Carmen se estaba encendiendo su segundo cigarrillo cuando vio a su hija lanzada con la patineta. Le tenía dicho que no fuera tan rápido, pero como no se había caído todavía, no tenía miedo. Entonces vio en un lapso de segundo como el perro tiró de la correa de ese chico y su hija se enganchó. Salió disparada y cayó de cara. Saltó de su silla y fue corriendo hacia ella. Se había dado un golpe tremendo en la nariz y la boca, y sangraba profusamente. En seguida se formó un corrillo alrededor de ella y todo el mundo tenía una idea diferente acerca de cortarle la hemorragia de la nariz. Entonces ella la cogió en brazos, mientras el chico se le acercaba. Manu solo acertó a decir unas palabras, tartamudeando:

-Yo, lo, perdona, lo siento, no me, no me ha dado tiempo a coger, a coger la correa fuerte...

Ella lo miró con una mirada fulminante que le taladró el corazón y lo hizo callar. Carmen salió corriendo con la hija en brazos y Manu se quedó plantado sin saber cómo reaccionar, entre miradas de reproche y algún comentario hiriente.

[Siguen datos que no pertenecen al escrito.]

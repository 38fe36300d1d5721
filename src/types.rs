// Copyright 2025-present Harīṣh Tummalachērla
// SPDX-License-Identifier: Apache-2.0

//! The vocabulary shared by every search variant.
//!
//! Three things live here: the outcome of a membership query, the narrow
//! error taxonomy, and the container abstraction the generic variants search
//! through.
//!
//! | Type           | Purpose                                      |
//! |----------------|----------------------------------------------|
//! | `SearchResult` | `Found(index)` or `NotFound`                 |
//! | `SearchError`  | Invalid-argument conditions                  |
//! | `Sequence`     | Indexable, size-queryable, finite container  |
//!
//! # Invariants (the stuff that breaks if you ignore it)
//!
//! - **SearchResult**: `Found(i)` implies `i < len` for the searched
//!   sequence. `NotFound` is a normal answer, never an error.
//! - **Sequence**: `get(i)` returns `Some` exactly when `i < len()`, and
//!   `len()` is stable for the lifetime of a search call. An impl that
//!   violates this gets `NotFound`, not a panic.
//!
//! Insertion-point queries (`lower_bound`, `upper_bound`) answer "where",
//! not "whether" - they return a bare `usize` in `[0, len]` and never take
//! the `NotFound` path.

use serde::{Deserialize, Serialize};
use std::collections::VecDeque;
use std::fmt;

// =============================================================================
// SEARCH RESULT
// =============================================================================

/// Outcome of a membership query against a sequence.
#[derive(Debug, Clone, Copy, PartialEq, Eq, Hash, Serialize, Deserialize)]
pub enum SearchResult {
    /// The target occurs at this index. Always `< len` of the searched
    /// sequence.
    Found(usize),
    /// The target occurs nowhere in the sequence.
    NotFound,
}

impl SearchResult {
    /// Did the query locate the target?
    #[inline]
    pub fn is_found(&self) -> bool {
        matches!(self, SearchResult::Found(_))
    }

    /// The located index, if any.
    #[inline]
    pub fn index(&self) -> Option<usize> {
        match self {
            SearchResult::Found(index) => Some(*index),
            SearchResult::NotFound => None,
        }
    }
}

impl From<Option<usize>> for SearchResult {
    fn from(index: Option<usize>) -> Self {
        match index {
            Some(index) => SearchResult::Found(index),
            None => SearchResult::NotFound,
        }
    }
}

impl From<SearchResult> for Option<usize> {
    fn from(result: SearchResult) -> Self {
        result.index()
    }
}

impl fmt::Display for SearchResult {
    fn fmt(&self, f: &mut fmt::Formatter<'_>) -> fmt::Result {
        match self {
            SearchResult::Found(index) => write!(f, "Found({})", index),
            SearchResult::NotFound => write!(f, "NotFound"),
        }
    }
}

// =============================================================================
// ERRORS
// =============================================================================

/// Invalid-argument conditions.
///
/// The taxonomy is deliberately narrow: every search operation is total over
/// well-formed input, and `NotFound` is a result, not an error. A missing
/// sequence reference - the other invalid argument of the original design -
/// is unrepresentable here, since `&[T]` is never null.
#[derive(Debug, Clone, Copy, PartialEq, Eq, Serialize, Deserialize)]
pub enum SearchError {
    /// Sentinel search overwrites the final slot, so the sequence must have
    /// one. Zero-length input is rejected up front rather than read out of
    /// bounds.
    EmptySequence,
}

impl fmt::Display for SearchError {
    fn fmt(&self, f: &mut fmt::Formatter<'_>) -> fmt::Result {
        match self {
            SearchError::EmptySequence => {
                write!(f, "sentinel search requires a sequence of length >= 1")
            }
        }
    }
}

impl std::error::Error for SearchError {}

// =============================================================================
// SEQUENCE ABSTRACTION
// =============================================================================

/// A finite, indexable container with a length known before the search
/// begins.
///
/// The generic search variants are written against this trait instead of raw
/// slices, so any container exposing positional access can be searched:
/// slices, `Vec`, `VecDeque`, or caller-defined collections.
///
/// `get(i)` must return `Some` exactly for `i < len()`, and both must be
/// stable across a single search call.
pub trait Sequence {
    /// Element type of the container.
    type Item;

    /// Number of elements.
    fn len(&self) -> usize;

    /// Element at `index`, or `None` when out of bounds.
    fn get(&self, index: usize) -> Option<&Self::Item>;

    /// True when the container holds no elements.
    fn is_empty(&self) -> bool {
        self.len() == 0
    }
}

impl<T> Sequence for [T] {
    type Item = T;

    fn len(&self) -> usize {
        <[T]>::len(self)
    }

    fn get(&self, index: usize) -> Option<&T> {
        <[T]>::get(self, index)
    }
}

impl<T> Sequence for Vec<T> {
    type Item = T;

    fn len(&self) -> usize {
        Vec::len(self)
    }

    fn get(&self, index: usize) -> Option<&T> {
        self.as_slice().get(index)
    }
}

impl<T> Sequence for VecDeque<T> {
    type Item = T;

    fn len(&self) -> usize {
        VecDeque::len(self)
    }

    fn get(&self, index: usize) -> Option<&T> {
        VecDeque::get(self, index)
    }
}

Pasada una semana, Manu reunió valor y volvió al parque. Se dejó esta vez el perro en la casa. Y se sentó en una mesa de la cafetería. A su lado, en el suelo, había una bolsa grande de una tienda de juguetes con una gran caja envuelta en papel de regalo. Dentro había el último modelo de patinete, con un casco y protecciones para codos y rodillas. Pero la destinataria del regalo no aparecería.

Ni al día siguiente.

Ni al siguiente.

Dejó pasar otra semana sin ir al parque. Entonces regresó una tarde, sin muchas esperanzas. Se sentó, pidió un café y la camarera se lo sirvió, mirando curiosa esa caja que ya había visto otros días. “¿Que sería? ¿El chico estaba esperando a su hija para darle un regalo de cumpleaños, pero su mujer de la que estaba separado no quería dejaba que la hija viera al padre?”. Manu estaba apurando el café y estaba a punto de levantarse cuando la chica se sentó dos mesas delante. No lo había visto. Pidió un café y se encendió un cigarrillo. Vio entonces pasar a su hija y en su cara ya no había restos del golpe. Respiró aliviado. Entonces reunió el valor y se levantó casi sin pensar. Tenía que ser ahora o nunca. Venga, ve hacia ella y dedícale tu mejor sonrisa. Primero preséntate, discúlpate y dale la caja. Seguro ya no estará enfadada, de todas formas. Y la niña se pondría contenta y él podría irse para no regresar jamás a ese parque. Ya no había nada que lo animara allí. Entonces reunió el valor, se plantó delante de ella, y todo lo hizo mal. Primero le puso la caja encima de la mesa, las palabras le salieron aturrulladas y ella, en lugar de una sonrisa, le dedicó una mirada de hielo. No abrió la boca. Entonces él le mantuvo la mirada y su actitud cambió. No le había dado la oportunidad de explicarse. Por lo tanto no iba a justificarse. Y entonces le dijo simplemente:

-Perdón. Lo siento mucho. Muchísimo, de verdad. Ya he visto que está mucho mejor. Esto es un detalle por el mal rato que seguro pasaría. Adiós.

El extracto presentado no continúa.